**Exercise directions**
In the entries below, every line with the string "Always" is to be reported.

-- -- --

//! Render pipeline cache.
//!
//! GL binds programs and fixed-function state independently; wgpu bakes both
//! into one immutable pipeline. Pipelines are therefore built lazily on the
//! first draw that needs a combination and cached under a [`PipelineKey`].
//!
//! [`RenderState`] carries floats and a dynamic blend constant, so it is not
//! used as a key directly. [`StateKey`] mirrors the fields that shape a
//! pipeline and derives `Hash` / `Eq`.

use rustc_hash::FxHashMap;
use smallvec::SmallVec;

use super::GpuProgram;
use super::glsl::UniformType;
use crate::device::{PrimitiveTopology, ProgramId};
use crate::pipeline::RenderState;
use crate::pipeline::state::{
    BlendFactor, BlendOperation, CompareFunction, CullFace, FrontFace, PolygonMode,
    StencilFaceState, StencilOperation,
};

// ─── Keys ────────────────────────────────────────────────────────────────────

/// Hashable mirror of the pipeline-shaping part of [`RenderState`].
#[derive(Debug, Clone, PartialEq, Eq, Hash)]
pub struct StateKey {
    polygon_mode: PolygonMode,
    cull: Option<CullFace>,
    front_face: FrontFace,
    depth_clamp: bool,
    blend: Option<[(BlendFactor, BlendFactor, BlendOperation); 2]>,
    alpha_to_coverage: bool,
    depth: Option<(CompareFunction, bool)>,
    depth_bias: i32,
    stencil: Option<(u32, StencilFaceState, StencilFaceState)>,
}

impl From<&RenderState> for StateKey {
    fn from(state: &RenderState) -> Self {
        Self {
            polygon_mode: state.polygon_mode,
            cull: state.cull.then_some(state.cull_face),
            front_face: state.front_face,
            depth_clamp: state.depth_clamp,
            blend: state.blend.then_some([
                (state.blend_src_color, state.blend_dst_color, state.blend_op_color),
                (state.blend_src_alpha, state.blend_dst_alpha, state.blend_op_alpha),
            ]),
            alpha_to_coverage: state.alpha_to_coverage,
            depth: state
                .depth_test
                .then_some((state.depth_function, state.depth_write)),
            depth_bias: state.depth_bias as i32,
            stencil: state
                .stencil_test
                .then_some((state.stencil_mask, state.stencil_front, state.stencil_back)),
        }
    }
}

/// Everything a render pipeline depends on.
#[derive(Debug, Clone, PartialEq, Eq, Hash)]
pub struct PipelineKey {
    pub program: ProgramId,
    pub state: StateKey,
    pub colors: SmallVec<[Option<wgpu::TextureFormat>; 4]>,
    pub depth: Option<wgpu::TextureFormat>,
    pub samples: u32,
    pub topology: PrimitiveTopology,
}

// ─── Cache ───────────────────────────────────────────────────────────────────

#[derive(Default)]
pub struct PipelineCache {
    pipelines: FxHashMap<PipelineKey, wgpu::RenderPipeline>,
}

impl PipelineCache {
    pub fn get_or_create(
        &mut self,
        device: &wgpu::Device,
        features: wgpu::Features,
        key: PipelineKey,
        program: &GpuProgram,
    ) -> Option<wgpu::RenderPipeline> {
        if let Some(pipeline) = self.pipelines.get(&key) {
            return Some(pipeline.clone());
        }
        let pipeline = create_pipeline(device, features, &key, program)?;
        self.pipelines.insert(key, pipeline.clone());
        log::debug!("Pipeline cache holds {} pipelines", self.pipelines.len());
        Some(pipeline)
    }

    /// Drops every pipeline built from `program`.
    pub fn evict_program(&mut self, program: ProgramId) {
        self.pipelines.retain(|key, _| key.program != program);
    }
}

fn create_pipeline(
    device: &wgpu::Device,
    features: wgpu::Features,
    key: &PipelineKey,
    program: &GpuProgram,
) -> Option<wgpu::RenderPipeline> {
    let (vertex, fragment) = program.graphics_modules()?;
    let state = &key.state;

    let attributes: Vec<wgpu::VertexAttribute> = program
        .layout
        .vertex_inputs
        .iter()
        .scan(0u64, |offset, input| {
            let attribute = wgpu::VertexAttribute {
                format: vertex_format(input.ty)?,
                offset: *offset,
                shader_location: input.location,
            };
            *offset += input.ty.attribute_size();
            Some(attribute)
        })
        .collect();
    let buffers: SmallVec<[wgpu::VertexBufferLayout<'_>; 1]> = if attributes.is_empty() {
        SmallVec::new()
    } else {
        smallvec::smallvec![wgpu::VertexBufferLayout {
            array_stride: program.layout.vertex_stride(),
            step_mode: wgpu::VertexStepMode::Vertex,
            attributes: &attributes,
        }]
    };

    let targets: SmallVec<[Option<wgpu::ColorTargetState>; 4]> = key
        .colors
        .iter()
        .map(|format| {
            format.map(|format| wgpu::ColorTargetState {
                format,
                blend: state.blend.filter(|_| is_blendable(format)).map(|[color, alpha]| {
                    wgpu::BlendState {
                        color: blend_component(color),
                        alpha: blend_component(alpha),
                    }
                }),
                write_mask: wgpu::ColorWrites::ALL,
            })
        })
        .collect();

    let polygon_mode = match state.polygon_mode {
        PolygonMode::Line if features.contains(wgpu::Features::POLYGON_MODE_LINE) => {
            wgpu::PolygonMode::Line
        }
        PolygonMode::Point if features.contains(wgpu::Features::POLYGON_MODE_POINT) => {
            wgpu::PolygonMode::Point
        }
        _ => wgpu::PolygonMode::Fill,
    };

    let depth_stencil = key.depth.map(|format| wgpu::DepthStencilState {
        format,
        depth_write_enabled: Some(state.depth.is_some_and(|(_, write)| write)),
        depth_compare: Some(
            state
                .depth
                .map_or(wgpu::CompareFunction::Always, |(compare, _)| compare_function(compare)),
        ),
        stencil: match state.stencil {
            Some((mask, front, back)) => wgpu::StencilState {
                front: stencil_face(front),
                back: stencil_face(back),
                read_mask: mask,
                write_mask: mask,
            },
            None => wgpu::StencilState::default(),
        },
        bias: wgpu::DepthBiasState {
            constant: state.depth_bias,
            ..Default::default()
        },
    });

    let pipeline = device.create_render_pipeline(&wgpu::RenderPipelineDescriptor {
        label: program.label.as_deref(),
        layout: Some(&program.pipeline_layout),
        vertex: wgpu::VertexState {
            module: vertex,
            entry_point: Some("main"),
            buffers: &buffers,
            compilation_options: wgpu::PipelineCompilationOptions::default(),
        },
        fragment: Some(wgpu::FragmentState {
            module: fragment,
            entry_point: Some("main"),
            targets: &targets,
            compilation_options: wgpu::PipelineCompilationOptions::default(),
        }),
        primitive: wgpu::PrimitiveState {
            topology: primitive_topology(key.topology),
            strip_index_format: None,
            front_face: match state.front_face {
                FrontFace::Ccw => wgpu::FrontFace::Ccw,
                FrontFace::Cw => wgpu::FrontFace::Cw,
            },
            cull_mode: match state.cull {
                Some(CullFace::Front) => Some(wgpu::Face::Front),
                Some(CullFace::Back) => Some(wgpu::Face::Back),
                // both faces are skipped before a draw gets here
                Some(CullFace::FrontAndBack) | None => None,
            },
            unclipped_depth: state.depth_clamp
                && features.contains(wgpu::Features::DEPTH_CLIP_CONTROL),
            polygon_mode,
            conservative: false,
        },
        depth_stencil,
        multisample: wgpu::MultisampleState {
            count: key.samples,
            mask: !0,
            alpha_to_coverage_enabled: state.alpha_to_coverage && key.samples > 1,
        },
        multiview_mask: None,
        cache: None,
    });
    Some(pipeline)
}

// ─── Conversions ─────────────────────────────────────────────────────────────

pub fn vertex_format(ty: UniformType) -> Option<wgpu::VertexFormat> {
    Some(match ty {
        UniformType::Float => wgpu::VertexFormat::Float32,
        UniformType::Vec2 => wgpu::VertexFormat::Float32x2,
        UniformType::Vec3 => wgpu::VertexFormat::Float32x3,
        UniformType::Vec4 => wgpu::VertexFormat::Float32x4,
        UniformType::Int => wgpu::VertexFormat::Sint32,
        UniformType::IVec2 => wgpu::VertexFormat::Sint32x2,
        UniformType::IVec3 => wgpu::VertexFormat::Sint32x3,
        UniformType::IVec4 => wgpu::VertexFormat::Sint32x4,
        UniformType::UInt => wgpu::VertexFormat::Uint32,
        UniformType::UVec2 => wgpu::VertexFormat::Uint32x2,
        UniformType::UVec3 => wgpu::VertexFormat::Uint32x3,
        UniformType::UVec4 => wgpu::VertexFormat::Uint32x4,
        UniformType::Bool | UniformType::Mat2 | UniformType::Mat3 | UniformType::Mat4 => {
            return None;
        }
    })
}

fn is_blendable(format: wgpu::TextureFormat) -> bool {
    matches!(
        format,
        wgpu::TextureFormat::Rgba8Unorm | wgpu::TextureFormat::Rgba16Float
    )
}

fn primitive_topology(topology: PrimitiveTopology) -> wgpu::PrimitiveTopology {
    match topology {
        PrimitiveTopology::PointList => wgpu::PrimitiveTopology::PointList,
        PrimitiveTopology::LineList => wgpu::PrimitiveTopology::LineList,
        PrimitiveTopology::LineStrip => wgpu::PrimitiveTopology::LineStrip,
        PrimitiveTopology::TriangleList => wgpu::PrimitiveTopology::TriangleList,
        PrimitiveTopology::TriangleStrip => wgpu::PrimitiveTopology::TriangleStrip,
    }
}

fn compare_function(compare: CompareFunction) -> wgpu::CompareFunction {
    match compare {
        CompareFunction::Never => wgpu::CompareFunction::Never,
        CompareFunction::Less => wgpu::CompareFunction::Less,
        CompareFunction::Equal => wgpu::CompareFunction::Equal,
        CompareFunction::LessEqual => wgpu::CompareFunction::LessEqual,
        CompareFunction::Greater => wgpu::CompareFunction::Greater,
        CompareFunction::NotEqual => wgpu::CompareFunction::NotEqual,
        CompareFunction::GreaterEqual => wgpu::CompareFunction::GreaterEqual,
        CompareFunction::Always => wgpu::CompareFunction::Always,
    }
}

fn blend_component(
    (src, dst, operation): (BlendFactor, BlendFactor, BlendOperation),
) -> wgpu::BlendComponent {
    let operation = match operation {
        BlendOperation::Add => wgpu::BlendOperation::Add,
        BlendOperation::Subtract => wgpu::BlendOperation::Subtract,
        BlendOperation::ReverseSubtract => wgpu::BlendOperation::ReverseSubtract,
        BlendOperation::Min => wgpu::BlendOperation::Min,
        BlendOperation::Max => wgpu::BlendOperation::Max,
    };
    // min and max ignore the factors but wgpu insists on One
    if matches!(
        operation,
        wgpu::BlendOperation::Min | wgpu::BlendOperation::Max
    ) {
        return wgpu::BlendComponent {
            src_factor: wgpu::BlendFactor::One,
            dst_factor: wgpu::BlendFactor::One,
            operation,
        };
    }
    wgpu::BlendComponent {
        src_factor: blend_factor(src),
        dst_factor: blend_factor(dst),
        operation,
    }
}

fn blend_factor(factor: BlendFactor) -> wgpu::BlendFactor {
    match factor {
        BlendFactor::Zero => wgpu::BlendFactor::Zero,
        BlendFactor::One => wgpu::BlendFactor::One,
        BlendFactor::SrcColor => wgpu::BlendFactor::Src,
        BlendFactor::OneMinusSrcColor => wgpu::BlendFactor::OneMinusSrc,
        BlendFactor::DstColor => wgpu::BlendFactor::Dst,
        BlendFactor::OneMinusDstColor => wgpu::BlendFactor::OneMinusDst,
        BlendFactor::SrcAlpha => wgpu::BlendFactor::SrcAlpha,
        BlendFactor::OneMinusSrcAlpha => wgpu::BlendFactor::OneMinusSrcAlpha,
        BlendFactor::DstAlpha => wgpu::BlendFactor::DstAlpha,
        BlendFactor::OneMinusDstAlpha => wgpu::BlendFactor::OneMinusDstAlpha,
        BlendFactor::ConstantColor => wgpu::BlendFactor::Constant,
        BlendFactor::OneMinusConstantColor => wgpu::BlendFactor::OneMinusConstant,
        BlendFactor::SrcAlphaSaturated => wgpu::BlendFactor::SrcAlphaSaturated,
    }
}

fn stencil_face(face: StencilFaceState) -> wgpu::StencilFaceState {
    wgpu::StencilFaceState {
        compare: compare_function(face.compare),
        fail_op: stencil_operation(face.fail_op),
        depth_fail_op: stencil_operation(face.depth_fail_op),
        pass_op: stencil_operation(face.pass_op),
    }
}

fn stencil_operation(operation: StencilOperation) -> wgpu::StencilOperation {
    match operation {
        StencilOperation::Keep => wgpu::StencilOperation::Keep,
        StencilOperation::Zero => wgpu::StencilOperation::Zero,
        StencilOperation::Replace => wgpu::StencilOperation::Replace,
        StencilOperation::IncrementClamp => wgpu::StencilOperation::IncrementClamp,
        StencilOperation::DecrementClamp => wgpu::StencilOperation::DecrementClamp,
        StencilOperation::Invert => wgpu::StencilOperation::Invert,
        StencilOperation::IncrementWrap => wgpu::StencilOperation::IncrementWrap,
        StencilOperation::DecrementWrap => wgpu::StencilOperation::DecrementWrap,
    }
}

#[cfg(test)]
mod tests {
    use super::*;

    #[test]
    fn blend_constant_does_not_split_pipelines() {
        let mut a = RenderState::default();
        let mut b = RenderState::default();
        a.blend_constant = glam::Vec4::ONE;
        b.blend_constant = glam::Vec4::ZERO;
        assert_eq!(StateKey::from(&a), StateKey::from(&b));

        b.depth_write = false;
        assert_ne!(StateKey::from(&a), StateKey::from(&b));
    }

    #[test]
    fn disabled_tests_ignore_their_settings() {
        let mut a = RenderState::default();
        a.stencil_test = false;
        a.stencil_mask = 0x0F;
        assert_eq!(StateKey::from(&a), StateKey::from(&RenderState::default()));
    }

    #[test]
    fn min_max_force_unit_factors() {
        let component = blend_component((
            BlendFactor::SrcAlpha,
            BlendFactor::OneMinusSrcAlpha,
            BlendOperation::Max,
        ));
        assert_eq!(component.src_factor, wgpu::BlendFactor::One);
        assert_eq!(component.dst_factor, wgpu::BlendFactor::One);
    }
}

-- -- --

**Output for this exercise**
                .map_or(wgpu::CompareFunction::Always, |(compare, _)| compare_function(compare)),
        CompareFunction::Always => wgpu::CompareFunction::Always,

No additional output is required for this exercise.